Overall, there did not appear to be any advantage or disadvantage to using SAT flags. Error at AUX and FINAL outputs was calculated over all time steps and for SATs only (not shown) to assess each models ability to replicate not only seasonality (all time steps) but unseasonably wet and dry days (SATs), which are important in risk analyses. Approximately 87% of the experiments with the minimum overall RMSE for either SNGLT or MULTT models also had the minimum RMSE for SATs. This indicated that the best-performing models were able to estimate not only mean trends and seasonality, but also unseasonably wet and dry days for sites not sampled during training (Table 7 and Table 8). This showed that models that predicted SM with the highest accuracy did so because they were able to recognize subtle patterns in the time series data, and that our attempt at data augmentation did little to provide additional context. In hindsight, using both time-series anomalies and SAT flags as features to the LSTM was redundant because the anomalies already indicated unseasonably wet or dry days; the LSTM’s ability to learn patterns on long and short timescales accounted for antecedent conditions. Hence, adding an additional feature that conveyed redundant information did not provide the model with any additional information.
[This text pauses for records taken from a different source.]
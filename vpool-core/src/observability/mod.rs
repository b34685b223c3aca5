//! Observability infrastructure: tracing and metrics.
//!
//! Call [`init`] once at startup. Metrics go through the `metrics` facade;
//! installing an exporter is left to the embedding process.

use tracing_subscriber::{layer::SubscriberExt, util::SubscriberInitExt, EnvFilter};

pub mod metrics;

/// Initialize the global tracing subscriber and describe core metrics.
///
/// `RUST_LOG` wins over `default_level` when set. Fails if a global
/// subscriber is already installed.
pub fn init(default_level: &str) -> Result<(), Box<dyn std::error::Error + Send + Sync>> {
    let filter = match std::env::var(EnvFilter::DEFAULT_ENV) {
        Ok(_) => EnvFilter::try_from_default_env()?,
        Err(_) => EnvFilter::try_new(default_level)?,
    };

    tracing_subscriber::registry()
        .with(filter)
        .with(tracing_subscriber::fmt::layer().with_target(true).with_level(true))
        .try_init()?;

    metrics::register_core_metrics();
    tracing::info!(level = default_level, "Observability initialized");
    Ok(())
}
3.2. SNGLT Model Performance

When assessed on the ELKR site for the interval TIME_E, SNGLT SM time series from the FINAL output compared well with SMAP SM time series ($R^2\ge 0.96$; $\mathrm{RMSE}\le 0.04{\mathrm{cm}}^3{\mathrm{cm}}^{-3}$) for all model experiments (Table 7). This result is unsurprising given that ELKR data were used to train SNGLT, and demonstrated that the hybrid model architecture successfully captured spatiotemporal variability within the ELKR site. When SNGLT was applied to the ELKR test data, error was reduced by $\ge 0.02{\mathrm{cm}}^3{\mathrm{cm}}^{-3}$ between AUX and FINAL outputs for all experiments. The most significant improvement between AUX and FINAL outputs in model performance occurred for the SNGLT_MSENF experiment ($\mathrm{RMSE}\approx 0.2{\mathrm{cm}}^3{\mathrm{cm}}^{-3}$). Correlation between ${\widehat{\mathbf{Y}}}_{\mathrm{ELKR},\mathrm{AUX}}$ and ${\mathbf{Y}}_{\mathrm{SMAP}}$ was high for most experiments ($R^2\ge 0.96$), although low correlation was observed for the SNGLT_MSENF experiment (Table 7, Figure 7). Figure 7 shows that although non-zero SM estimates at the AUX output for SNGLT_MSENF correlate well with SMAP SM, 57% of timesteps were predicted with a SM of 0, resulting in overall poor correlation and high error ($R^2=0.021$, $\mathrm{RMSE}=0.239{\mathrm{cm}}^3{\mathrm{cm}}^{-3}$). The SNGLT_MSENF experiment provided less physical context than the other experiments (no SAT flags or physics-guided loss). For this experiment, the physical processes governing SM were informed only by weather time series and anomalies as well as spatial data. Without additional information to inform the model of known physical laws, the SNGLT_MSENF experiment did not perform within acceptable error thresholds using meteorological data only. This showed that the additional physical context provided by spatial data enhanced SM estimation, in particular when little other physical context was available to the SNGLT model design during training

When applied to the YAZO, WASH, and ESCL study sites, SNGLT model accuracy was poor, even for the neighboring YAZO watershed (Table 7). This suggested that the SNGLT training dataset did not “capture” the variability of environmental conditions in test data and was unable to estimate physically plausible SM time series outside of the training dataset within $0.04{\mathrm{cm}}^3{\mathrm{cm}}^{-3}$. Notably, RMSE between SMAP SM and SNGLT SM estimates increased between AUX and FINAL outputs for the SNGLT_MSENF experiment ($0.08-0.87{\mathrm{cm}}^3{\mathrm{cm}}^{-3}$). As previously mentioned, this experiment provided the least amount of physical context. The significant loss in accuracy between AUX and FINAL outputs for all experiments indicated that for study sites not included in the training dataset, the inclusion of static data harmed the generalizability of the SNGLT model. These results showed that critical learning of physical processes governing SM was performed by the SNGLT LSTM, which was able to generalize trends, if not absolute magnitude, in SM time series using meteorological features only. Additionally, our results show that the addition of static data not included in the training dataset did not enhance model performance without additional physical context provided during optimization.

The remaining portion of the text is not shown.